Mobile to Rule the Internet as Primary Device in 2020, Says Pew

By Reporter Wireless and Mobile News on December 14, 2008 6:04 PM

Watch out world, the mobile internet life is approaching soon.
According to a survey of experts by the Pew Internet & American Life
Project that asked expert respondents to assess predictions about
technology and its roles in the year 2020:

Some 77% said the mobile computing device (the smartphone) with more
significant computing power will be 2020's primary global
Internet-connection platform.
64% favored the idea that 2020 user interfaces will offer advanced
touch, talk and typing options and some added a fourth "T" - think.
Nearly four out of five respondents (78%) said the original Internet
architecture will not be completely replaced by a next-generation 'net
by 2020.
Three out of five respondents (60%) disagreed with the idea that
legislatures, courts, the technology industry, and media companies
will exercise effective intellectual property control by 2020.
A majority--56%--agreed that in 2020 "few lines (will) divide
professional from personal time, and that's OK."
More than half (55%) agreed that many lives will be touched in 2020 by
virtual worlds, mirror worlds, and augmented reality, while 45%
disagreed or did not answer the question.

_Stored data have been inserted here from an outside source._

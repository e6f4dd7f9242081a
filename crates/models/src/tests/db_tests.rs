use crate::db::test_connection;
use sea_orm::{ConnectionTrait, DatabaseBackend, Statement};
use anyhow::Result;

use super::test_db;

/// Test basic database connection
#[tokio::test]
async fn test_basic_connection() -> Result<()> {
    let Some(db) = test_db().await else { return Ok(()) };
    test_connection(&db).await?;

    let stmt = Statement::from_string(DatabaseBackend::Postgres, "SELECT current_database()".to_string());
    let result = db.query_one(stmt).await?;
    assert!(result.is_some());
    Ok(())
}

/// Every table created by the migrator is queryable
#[tokio::test]
async fn test_schema_tables_exist() -> Result<()> {
    let Some(db) = test_db().await else { return Ok(()) };
    for table in ["account", "counselor", "counseling_field", "bookmark", "reservation", "consult_detail", "review", "review_tag", "review_tag_map"] {
        let stmt = Statement::from_string(DatabaseBackend::Postgres, format!("SELECT COUNT(*) FROM {table}"));
        let row = db.query_one(stmt).await?;
        assert!(row.is_some(), "table {table} not queryable");
    }
    Ok(())
}
//! Migrator registering entity-specific migrations in dependency order.
//! Indexes are applied last.
pub use sea_orm_migration::prelude::*;

mod m20240601_000001_create_account;
mod m20240601_000002_create_counselor;
mod m20240601_000003_create_counseling_field;
mod m20240601_000004_create_bookmark;
mod m20240601_000005_create_reservation;
mod m20240601_000006_create_consult_detail;
mod m20240601_000007_create_review;
mod m20240601_000008_create_review_tag;
mod m20240601_000009_add_indexes;
mod m20240601_000010_add_reservation_slot_index;

pub struct Migrator;

#[async_trait::async_trait]
impl MigratorTrait for Migrator {
    fn migrations() -> Vec<Box<dyn MigrationTrait>> {
        vec![
            Box::new(m20240601_000001_create_account::Migration),
            Box::new(m20240601_000002_create_counselor::Migration),
            Box::new(m20240601_000003_create_counseling_field::Migration),
            Box::new(m20240601_000004_create_bookmark::Migration),
            Box::new(m20240601_000005_create_reservation::Migration),
            Box::new(m20240601_000006_create_consult_detail::Migration),
            Box::new(m20240601_000007_create_review::Migration),
            Box::new(m20240601_000008_create_review_tag::Migration),
            // Indexes should always be applied last
            Box::new(m20240601_000009_add_indexes::Migration),
            Box::new(m20240601_000010_add_reservation_slot_index::Migration),
        ]
    }
}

The report entitled "Future of the Internet III" is built around
respondents' responses to scenarios stretching to the year 2020, and
hundreds of their written elaborations address such topics as: the
methods by which people will access information in the future; the
fact that technology is expanding the potential for hate, bigotry and
terrorism; the changes that will occur in human relationships due to
hyper-connected communication; the future of work and
employer-employee relationships; the evolution of the tools for and
use of augmented reality and virtual reality; the strength of
respondents' concerns that the global corporations and governments
currently in control of most resources might impede or even halt the
open development of the internet; and the challenges to come as issues
tied to security, privacy, digital identities, tracking and massive
databases collide.

"A strong undercurrent of anxiety runs through these experts' answers:
They are quite sure the internet and cell phones will continue to
advance at an amazing clip, but they are not at all sure people will
make the same kind of progress as they embrace better, faster, cheaper
gadgets," said Lee Rainie, Director of the Pew Internet & American
Life Project. "The picture they paint of the future is that technology
will give people the power to be stronger actors in the political and
economic world, but that won't necessarily make it a kinder, gentler

The Pew Internet/Elon University survey was conducted online by
invitation to experts identified in an extensive literature review and
to active members of several key technology groups, among them: The
Internet Society, The World Wide Web Consortium, the Multistakeholder
Group on Internet Governance, ICANN, Internet2 and the Association of
Internet Researchers.

Many respondents are at the pinnacle of internet leadership. Some
respondents are "working in the trenches" of building the Web; most of
the people in this latter category came to the survey by invitation to
those on the email list of the Pew Internet Project. The survey was an
"opt in," self-selecting effort. That process does not yield a random,
representative sample.

Full results of the survey, including engaging quotes from hundreds of
respondents and brief biographies on many of these people, can be
found on the web here.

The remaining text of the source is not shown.